By Catarina Demony
LISBON (Reuters) – Portugal’s parliament voted on Friday to legalise euthanasia, with the country set to become the seventh in the world to allow terminally ill patients to seek assistance from a doctor to end their life.
People aged over 18 will be allowed to request assistance in dying if they are terminally ill and suffering from “lasting” and “unbearable” pain – unless they are deemed not to be mentally fit to make such a decision.
The process will only be open to national citizens and legal residents in order to prevent people from travelling to Portugal to get medical help to end their life.
The law is now in the hands of President Marcelo Rebelo de Sousa, a conservative, for a final stamp of approval. He previously said he would respect parliament’s vote.
Some have criticised the timing of the vote, with opposition party PSD saying due to the coronavirus pandemic raging across Portugal there was “great anxiety, great fear among people that has to do with issues of life and death”.
In a letter to parliament, two groups managing the majority of Portugal’s care homes, which were hit hard by the pandemic, said “the approval of euthanasia represents a disrespect for all these people”.

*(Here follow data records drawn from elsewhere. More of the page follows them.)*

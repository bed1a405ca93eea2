// ==========================================
// 查找表文本导入 - 行映射
// ==========================================
// 流程: 键 → (无键则丢弃) → 区间值 → 值 → (无值则丢弃) → 组装条目
// 红线: 键与值必须同时解析成功，这是区分数据行与表头/空行/坏行的唯一依据
// ==========================================

use crate::domain::lookup::LookupValue;
use crate::domain::mapping::{KeyMapping, LookupMapping, ValueMap, ValueMapping};
use crate::importer::error::{ImportError, ImportResult};
use crate::importer::field_extractor::extract_field;
use crate::importer::format_detector::TextFormat;
use crate::importer::type_converter::{convert_decimal, convert_value, FieldValue};
use serde_json::Map;

/// 将一行映射为查找表条目
///
/// # 返回
/// - Ok(Some(LookupValue)): 有效数据行
/// - Ok(None): 缺键或缺值，调用方计为忽略行
/// - Err: 映射配置错误（致命）
pub fn map_row(
    line: &str,
    mapping: &LookupMapping,
    format: TextFormat,
) -> ImportResult<Option<LookupValue>> {
    // === 键 ===
    let (key, key_values) = match &mapping.key {
        KeyMapping::Scalar(field) => (read_field(line, field, format)?, Vec::new()),
        KeyMapping::Composite(fields) => {
            let mut parts = Vec::with_capacity(fields.len());
            for field in fields {
                if let Some(part) = read_field(line, field, format)? {
                    parts.push(part.to_string());
                }
            }
            (None, parts)
        }
    };
    if key.is_none() && key_values.is_empty() {
        return Ok(None);
    }

    // === 区间值 ===
    let range_value = match &mapping.range_value {
        Some(field) => {
            let raw = extract_field(line, field, format)?;
            convert_decimal(raw.as_deref(), field)?
        }
        None => None,
    };

    // === 值 ===
    let (value, value_object) = match &mapping.value {
        ValueMapping::Scalar(field) => (read_field(line, field, format)?, Map::new()),
        ValueMapping::Object(fields) => {
            let mut object = Map::new();
            for (index, field) in fields.iter().enumerate() {
                let name = match field.name.as_deref().map(str::trim) {
                    Some(name) if !name.is_empty() => name.to_string(),
                    _ => return Err(ImportError::MissingValueName { index }),
                };
                if let Some(item) = read_field(line, field, format)? {
                    object.insert(name, item.to_json());
                }
            }
            (None, object)
        }
    };
    if value.is_none() && value_object.is_empty() {
        return Ok(None);
    }

    Ok(Some(LookupValue {
        key: key.map(|k| k.to_string()),
        key_values: (!key_values.is_empty()).then_some(key_values),
        range_value,
        value: value.map(|v| v.to_string()),
        value_object: (!value_object.is_empty()).then_some(value_object),
    }))
}

fn read_field(
    line: &str,
    field: &ValueMap,
    format: TextFormat,
) -> ImportResult<Option<FieldValue>> {
    let raw = extract_field(line, field, format)?;
    Ok(convert_value(raw.as_deref(), field))
}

But parliamentary leader of the People-Animals-Nature party, Ines Real, said: “It is dishonest to invoke an extremely difficult moment in the country…to confuse deaths related to COVID-19 with the legislative process that aims to allow euthanasia to those suffering”.
Portugal, a Catholic-majority country which spent a large part of the 20th century until the 1974 Carnation revolution ruled by a fascist regime, has since made strides in liberal reforms upholding human rights. It legalised abortions in 2007 and allowed same-sex marriage in 2010.